Shirato H, Suzuki K, Nishioka T, Kamada T, Kagei K, Kitahara T, Morisawa H, Tsujii H
Department of Radiology, Faculty of Medicine, Hokkaido University, Sapporo, Japan.
Radiother Oncol. 1994 Aug;32(2):180-3. doi: 10.1016/0167-8140(94)90105-8.

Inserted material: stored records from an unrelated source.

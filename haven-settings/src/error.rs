//! Error types for settings resolution.

use haven_types::ObserverId;
use thiserror::Error;

/// Result type for settings operations.
pub type SettingsResult<T> = Result<T, SettingsError>;

/// Errors that can occur in settings operations.
#[derive(Debug, Error)]
pub enum SettingsError {
    /// Key looks like an API key but names no known type.
    #[error("invalid API key type: {0}")]
    InvalidKeyType(String),

    /// Value has the wrong shape for this key.
    #[error("invalid value for {key}: {reason}")]
    InvalidValue { key: String, reason: String },

    /// A profile-scoped setting was written with no active profile.
    #[error("no active profile")]
    NoActiveProfile,

    /// Observer is not connected to the registry.
    #[error("unknown observer: {0}")]
    UnknownObserver(ObserverId),

    /// Profile store error.
    #[error("profile store error: {0}")]
    Storage(#[from] haven_storage::StorageError),

    /// App settings backend error.
    #[error("settings store error: {0}")]
    Backend(#[from] haven_vault::VaultError),
}
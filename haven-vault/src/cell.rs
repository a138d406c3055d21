//! Per-key secure cells.
//!
//! Each value is encrypted on its own and kept as ciphertext in the
//! runtime map; the first read decrypts it into an in-memory cache.

use crate::cache::CLEARTEXT_PREFIX;
use crate::error::VaultResult;
use crate::events::{ChangeFeed, StoreChange, redacted};
use crate::runtime::SharedRuntime;
use haven_crypto::StringEncryptor;
use std::sync::Arc;
use tracing::error;

/// Secure view over the runtime store.
#[derive(Clone)]
pub struct SecureCellStore {
    runtime: SharedRuntime,
    encryptor: Arc<dyn StringEncryptor>,
    events: ChangeFeed<StoreChange>,
}

impl SecureCellStore {
    pub(crate) fn new(
        runtime: SharedRuntime,
        encryptor: Arc<dyn StringEncryptor>,
        events: ChangeFeed<StoreChange>,
    ) -> Self {
        Self {
            runtime,
            encryptor,
            events,
        }
    }

    /// Reads a secure value.
    ///
    /// Returns `Ok(None)` for keys never set and for values that can no
    /// longer be decrypted.
    pub fn get(&self, key: &str) -> VaultResult<Option<String>> {
        let mut guard = self.runtime.write();
        guard.phase.ensure_open()?;
        let rt = &mut *guard;
        let stored = rt.secure.get(key).map(String::as_str);
        Ok(rt
            .decrypted
            .reveal(&key.to_string(), stored, self.encryptor.as_ref()))
    }

    /// Encrypts and stores a value, then emits a redacted change event.
    ///
    /// If encryption fails the value is kept in cleartext so it is not
    /// lost; that degradation is logged at error level every time.
    pub fn set(&self, key: &str, value: &str) -> VaultResult<()> {
        let stored = match self.encryptor.encrypt(value) {
            Ok(ciphertext) => ciphertext,
            Err(e) => {
                error!(
                    key = %key,
                    error = %e,
                    "ENCRYPTION FAILED: storing secure value in CLEARTEXT"
                );
                format!("{CLEARTEXT_PREFIX}{value}")
            }
        };

        let existed = {
            let mut rt = self.runtime.write();
            rt.phase.ensure_open()?;
            rt.decrypted.insert(key.to_string(), value.to_string());
            rt.secure.insert(key.to_string(), stored).is_some()
        };

        self.emit(key, true, existed);
        Ok(())
    }

    /// Removes a value from the cache and the runtime map.
    pub fn delete(&self, key: &str) -> VaultResult<()> {
        let existed = {
            let mut rt = self.runtime.write();
            rt.phase.ensure_open()?;
            rt.decrypted.remove(&key.to_string());
            rt.secure.remove(key).is_some()
        };

        if existed {
            self.emit(key, false, true);
        }
        Ok(())
    }

    /// Lists secure keys currently present.
    pub fn keys(&self) -> VaultResult<Vec<String>> {
        let rt = self.runtime.read();
        rt.phase.ensure_open()?;
        Ok(rt.secure.keys().cloned().collect())
    }

    fn emit(&self, key: &str, present: bool, was_present: bool) {
        self.events.emit(&StoreChange {
            key: key.to_string(),
            new_value: present.then(redacted),
            old_value: was_present.then(redacted),
        });
    }
}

RT-CT was developed as a simulator using CT scan for radiotherapy. Following three-dimensional treatment planning using CT images, the treatment center and treatment fields are projected to the patients' surface by laser beam on the C arm. The prototype had an accuracy of 3 mm which was equivalent to conventional X-ray simulators but was not adequate for use in stereotactic radiotherapy. A new RT-CT system was developed to have a precise localization capability for stereotactic radiotherapy. Using this stereotactic RT-CT (SRT-CT) after three-dimensional planning, the treatment center is projected to the stereotactic frame automatically. In this study, the values of the x, y and z coordinates of the target center determined by SRT-CT are compared with those determined by the traditional method using CT localizing plates. The discrepancies were within 1.0 mm in 90% and 1.5 mm in 100% of 30 measurements in 16 patients. The disadvantages of SRT-CT may be that the accuracy of localization depends on the quality of calibration of laser beams. The traditional CT localizing method has superiority over SRT-CT because of its solid coordinates but its accuracy is vulnerable to alignment of CT fiducial marker plates. Therefore, the SRT-CT and traditional CT localizing methods would be complementary to each other for precise localization.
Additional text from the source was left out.